[Exercise brief] Starting at the top of the entries below, print each line exactly until the line with "clock at time 0." has been printed too.

[Dataset excerpts]
------------------------------------------------
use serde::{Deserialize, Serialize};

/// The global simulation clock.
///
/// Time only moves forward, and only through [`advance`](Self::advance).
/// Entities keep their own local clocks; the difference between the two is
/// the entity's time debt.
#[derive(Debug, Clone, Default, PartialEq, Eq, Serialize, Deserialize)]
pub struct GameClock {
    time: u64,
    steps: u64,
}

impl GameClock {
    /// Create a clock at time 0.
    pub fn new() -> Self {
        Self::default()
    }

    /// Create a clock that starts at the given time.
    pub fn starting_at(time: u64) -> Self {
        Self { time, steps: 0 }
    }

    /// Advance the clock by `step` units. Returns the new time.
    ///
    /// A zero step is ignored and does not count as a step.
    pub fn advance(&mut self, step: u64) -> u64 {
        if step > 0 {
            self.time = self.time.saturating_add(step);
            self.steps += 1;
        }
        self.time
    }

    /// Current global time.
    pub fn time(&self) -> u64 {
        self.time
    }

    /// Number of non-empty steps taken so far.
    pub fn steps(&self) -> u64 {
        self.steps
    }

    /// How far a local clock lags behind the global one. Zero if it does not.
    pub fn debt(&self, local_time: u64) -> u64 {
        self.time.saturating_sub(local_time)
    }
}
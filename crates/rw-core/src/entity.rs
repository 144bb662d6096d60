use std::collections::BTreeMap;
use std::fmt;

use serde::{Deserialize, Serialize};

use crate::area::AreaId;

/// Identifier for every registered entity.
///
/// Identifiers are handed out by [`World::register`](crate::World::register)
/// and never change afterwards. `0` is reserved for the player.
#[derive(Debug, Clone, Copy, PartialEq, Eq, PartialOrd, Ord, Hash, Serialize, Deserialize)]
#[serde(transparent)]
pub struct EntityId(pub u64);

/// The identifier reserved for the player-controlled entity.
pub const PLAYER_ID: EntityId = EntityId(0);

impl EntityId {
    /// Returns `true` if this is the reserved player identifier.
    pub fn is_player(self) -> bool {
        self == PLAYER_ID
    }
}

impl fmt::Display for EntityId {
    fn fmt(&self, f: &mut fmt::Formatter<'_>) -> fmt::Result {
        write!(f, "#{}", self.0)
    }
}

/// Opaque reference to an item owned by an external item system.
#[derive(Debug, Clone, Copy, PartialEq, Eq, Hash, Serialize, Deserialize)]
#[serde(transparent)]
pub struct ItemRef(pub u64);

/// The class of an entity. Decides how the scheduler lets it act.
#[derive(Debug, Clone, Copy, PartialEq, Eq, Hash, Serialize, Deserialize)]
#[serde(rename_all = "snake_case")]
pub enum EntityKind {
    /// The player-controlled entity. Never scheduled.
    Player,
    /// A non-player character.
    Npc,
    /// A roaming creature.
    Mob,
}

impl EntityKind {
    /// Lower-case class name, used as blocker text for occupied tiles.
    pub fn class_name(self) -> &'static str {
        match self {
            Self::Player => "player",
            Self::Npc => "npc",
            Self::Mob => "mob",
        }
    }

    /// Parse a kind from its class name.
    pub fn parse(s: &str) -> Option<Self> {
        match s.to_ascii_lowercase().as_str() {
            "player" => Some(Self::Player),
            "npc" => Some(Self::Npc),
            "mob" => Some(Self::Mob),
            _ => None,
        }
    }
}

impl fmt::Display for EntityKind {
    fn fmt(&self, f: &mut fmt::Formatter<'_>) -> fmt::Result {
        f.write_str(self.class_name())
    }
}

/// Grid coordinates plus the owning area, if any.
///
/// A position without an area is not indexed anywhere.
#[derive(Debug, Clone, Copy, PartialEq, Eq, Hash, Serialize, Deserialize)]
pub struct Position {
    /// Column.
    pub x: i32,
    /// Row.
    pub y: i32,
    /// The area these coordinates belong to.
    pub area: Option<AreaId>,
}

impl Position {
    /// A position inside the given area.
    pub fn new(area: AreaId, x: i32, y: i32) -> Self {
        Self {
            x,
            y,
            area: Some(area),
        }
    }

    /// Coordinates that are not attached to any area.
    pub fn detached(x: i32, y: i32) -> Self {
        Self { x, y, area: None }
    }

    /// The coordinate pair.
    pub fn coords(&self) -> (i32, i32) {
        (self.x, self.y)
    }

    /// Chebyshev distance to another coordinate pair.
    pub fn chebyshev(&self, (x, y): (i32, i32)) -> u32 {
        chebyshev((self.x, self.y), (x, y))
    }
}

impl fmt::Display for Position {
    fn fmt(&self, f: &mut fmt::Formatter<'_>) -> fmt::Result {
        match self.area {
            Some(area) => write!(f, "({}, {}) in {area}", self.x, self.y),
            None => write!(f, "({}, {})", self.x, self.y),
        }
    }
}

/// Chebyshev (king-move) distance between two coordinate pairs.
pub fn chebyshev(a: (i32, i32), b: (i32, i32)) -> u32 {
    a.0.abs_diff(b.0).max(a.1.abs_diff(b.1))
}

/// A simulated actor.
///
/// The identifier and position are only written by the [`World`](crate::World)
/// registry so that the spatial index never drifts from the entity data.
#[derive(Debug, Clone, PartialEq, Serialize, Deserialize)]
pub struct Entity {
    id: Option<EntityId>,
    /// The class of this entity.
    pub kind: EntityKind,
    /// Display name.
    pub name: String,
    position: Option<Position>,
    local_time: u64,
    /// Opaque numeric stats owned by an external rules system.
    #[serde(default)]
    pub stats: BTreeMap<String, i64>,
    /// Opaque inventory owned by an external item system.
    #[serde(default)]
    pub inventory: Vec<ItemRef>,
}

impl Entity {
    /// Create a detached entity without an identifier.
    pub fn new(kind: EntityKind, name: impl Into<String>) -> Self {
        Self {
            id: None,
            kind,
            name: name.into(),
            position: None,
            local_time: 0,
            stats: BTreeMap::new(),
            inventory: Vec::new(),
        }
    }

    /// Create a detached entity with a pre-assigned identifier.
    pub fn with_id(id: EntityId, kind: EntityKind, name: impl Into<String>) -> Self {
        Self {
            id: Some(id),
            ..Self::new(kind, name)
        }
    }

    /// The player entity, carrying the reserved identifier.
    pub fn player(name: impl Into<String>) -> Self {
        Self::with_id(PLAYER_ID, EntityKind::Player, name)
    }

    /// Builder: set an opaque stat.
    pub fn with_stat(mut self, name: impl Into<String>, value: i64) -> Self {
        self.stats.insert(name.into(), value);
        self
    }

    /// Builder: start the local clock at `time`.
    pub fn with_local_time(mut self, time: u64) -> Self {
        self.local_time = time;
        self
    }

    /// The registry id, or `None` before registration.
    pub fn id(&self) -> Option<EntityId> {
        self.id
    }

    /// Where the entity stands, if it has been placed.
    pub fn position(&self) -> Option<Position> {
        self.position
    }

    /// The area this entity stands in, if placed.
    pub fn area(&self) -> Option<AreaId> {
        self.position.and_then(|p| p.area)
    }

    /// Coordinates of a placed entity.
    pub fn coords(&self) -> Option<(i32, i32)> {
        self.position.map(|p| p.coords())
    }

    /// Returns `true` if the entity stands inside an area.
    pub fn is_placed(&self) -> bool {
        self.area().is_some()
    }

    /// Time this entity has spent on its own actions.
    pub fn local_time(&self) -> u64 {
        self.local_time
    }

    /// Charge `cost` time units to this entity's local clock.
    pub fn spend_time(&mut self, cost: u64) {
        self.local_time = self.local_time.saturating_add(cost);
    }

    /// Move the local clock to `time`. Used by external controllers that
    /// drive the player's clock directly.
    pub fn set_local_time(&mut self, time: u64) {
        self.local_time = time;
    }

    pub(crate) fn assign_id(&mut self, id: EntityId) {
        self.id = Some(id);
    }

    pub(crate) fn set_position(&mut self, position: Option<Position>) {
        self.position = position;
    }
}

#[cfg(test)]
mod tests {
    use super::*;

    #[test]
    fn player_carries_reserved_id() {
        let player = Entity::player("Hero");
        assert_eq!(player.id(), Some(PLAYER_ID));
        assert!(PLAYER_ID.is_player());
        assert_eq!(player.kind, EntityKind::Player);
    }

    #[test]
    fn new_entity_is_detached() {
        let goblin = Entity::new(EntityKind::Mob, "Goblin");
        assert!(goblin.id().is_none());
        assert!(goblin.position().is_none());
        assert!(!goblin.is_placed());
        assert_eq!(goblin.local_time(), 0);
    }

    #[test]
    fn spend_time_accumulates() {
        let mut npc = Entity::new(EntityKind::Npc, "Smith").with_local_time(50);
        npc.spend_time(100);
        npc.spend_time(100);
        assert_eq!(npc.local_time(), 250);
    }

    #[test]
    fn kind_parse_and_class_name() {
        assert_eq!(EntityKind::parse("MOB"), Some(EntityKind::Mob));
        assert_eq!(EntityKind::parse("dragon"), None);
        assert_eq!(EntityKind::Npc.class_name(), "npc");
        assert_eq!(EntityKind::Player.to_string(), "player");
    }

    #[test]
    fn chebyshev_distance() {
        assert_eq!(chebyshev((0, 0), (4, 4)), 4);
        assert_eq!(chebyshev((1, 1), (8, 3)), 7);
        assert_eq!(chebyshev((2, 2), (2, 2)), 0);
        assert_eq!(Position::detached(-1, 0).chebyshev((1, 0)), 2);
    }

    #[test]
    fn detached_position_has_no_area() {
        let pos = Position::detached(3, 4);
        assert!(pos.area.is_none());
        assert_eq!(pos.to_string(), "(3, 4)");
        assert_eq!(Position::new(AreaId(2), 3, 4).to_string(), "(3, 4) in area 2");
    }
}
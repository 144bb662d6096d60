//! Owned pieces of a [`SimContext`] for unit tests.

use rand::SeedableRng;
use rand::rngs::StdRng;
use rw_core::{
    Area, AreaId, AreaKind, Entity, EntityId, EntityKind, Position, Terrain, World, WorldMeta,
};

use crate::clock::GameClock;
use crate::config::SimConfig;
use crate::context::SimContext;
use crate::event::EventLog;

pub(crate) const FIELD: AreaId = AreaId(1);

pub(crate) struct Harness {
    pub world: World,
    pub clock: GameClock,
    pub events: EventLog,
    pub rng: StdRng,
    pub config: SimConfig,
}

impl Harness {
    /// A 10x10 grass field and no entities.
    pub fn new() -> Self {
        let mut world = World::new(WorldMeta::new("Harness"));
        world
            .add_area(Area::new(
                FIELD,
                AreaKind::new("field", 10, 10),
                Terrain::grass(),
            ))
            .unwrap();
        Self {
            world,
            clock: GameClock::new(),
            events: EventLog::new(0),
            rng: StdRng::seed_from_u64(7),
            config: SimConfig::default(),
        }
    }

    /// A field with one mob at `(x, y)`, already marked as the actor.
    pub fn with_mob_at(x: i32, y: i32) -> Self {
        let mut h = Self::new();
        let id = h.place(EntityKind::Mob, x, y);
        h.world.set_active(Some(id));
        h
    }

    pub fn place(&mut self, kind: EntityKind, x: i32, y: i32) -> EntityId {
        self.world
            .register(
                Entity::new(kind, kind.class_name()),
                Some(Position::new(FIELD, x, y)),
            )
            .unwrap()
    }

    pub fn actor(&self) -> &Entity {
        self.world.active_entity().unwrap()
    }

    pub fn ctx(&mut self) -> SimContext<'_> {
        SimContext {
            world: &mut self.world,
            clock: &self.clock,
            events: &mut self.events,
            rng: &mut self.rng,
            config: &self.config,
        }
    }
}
------------------------------------------------
[Answer to this problem]
use serde::{Deserialize, Serialize};

/// The global simulation clock.
///
/// Time only moves forward, and only through [`advance`](Self::advance).
/// Entities keep their own local clocks; the difference between the two is
/// the entity's time debt.
#[derive(Debug, Clone, Default, PartialEq, Eq, Serialize, Deserialize)]
pub struct GameClock {
    time: u64,
    steps: u64,
}

impl GameClock {
    /// Create a clock at time 0.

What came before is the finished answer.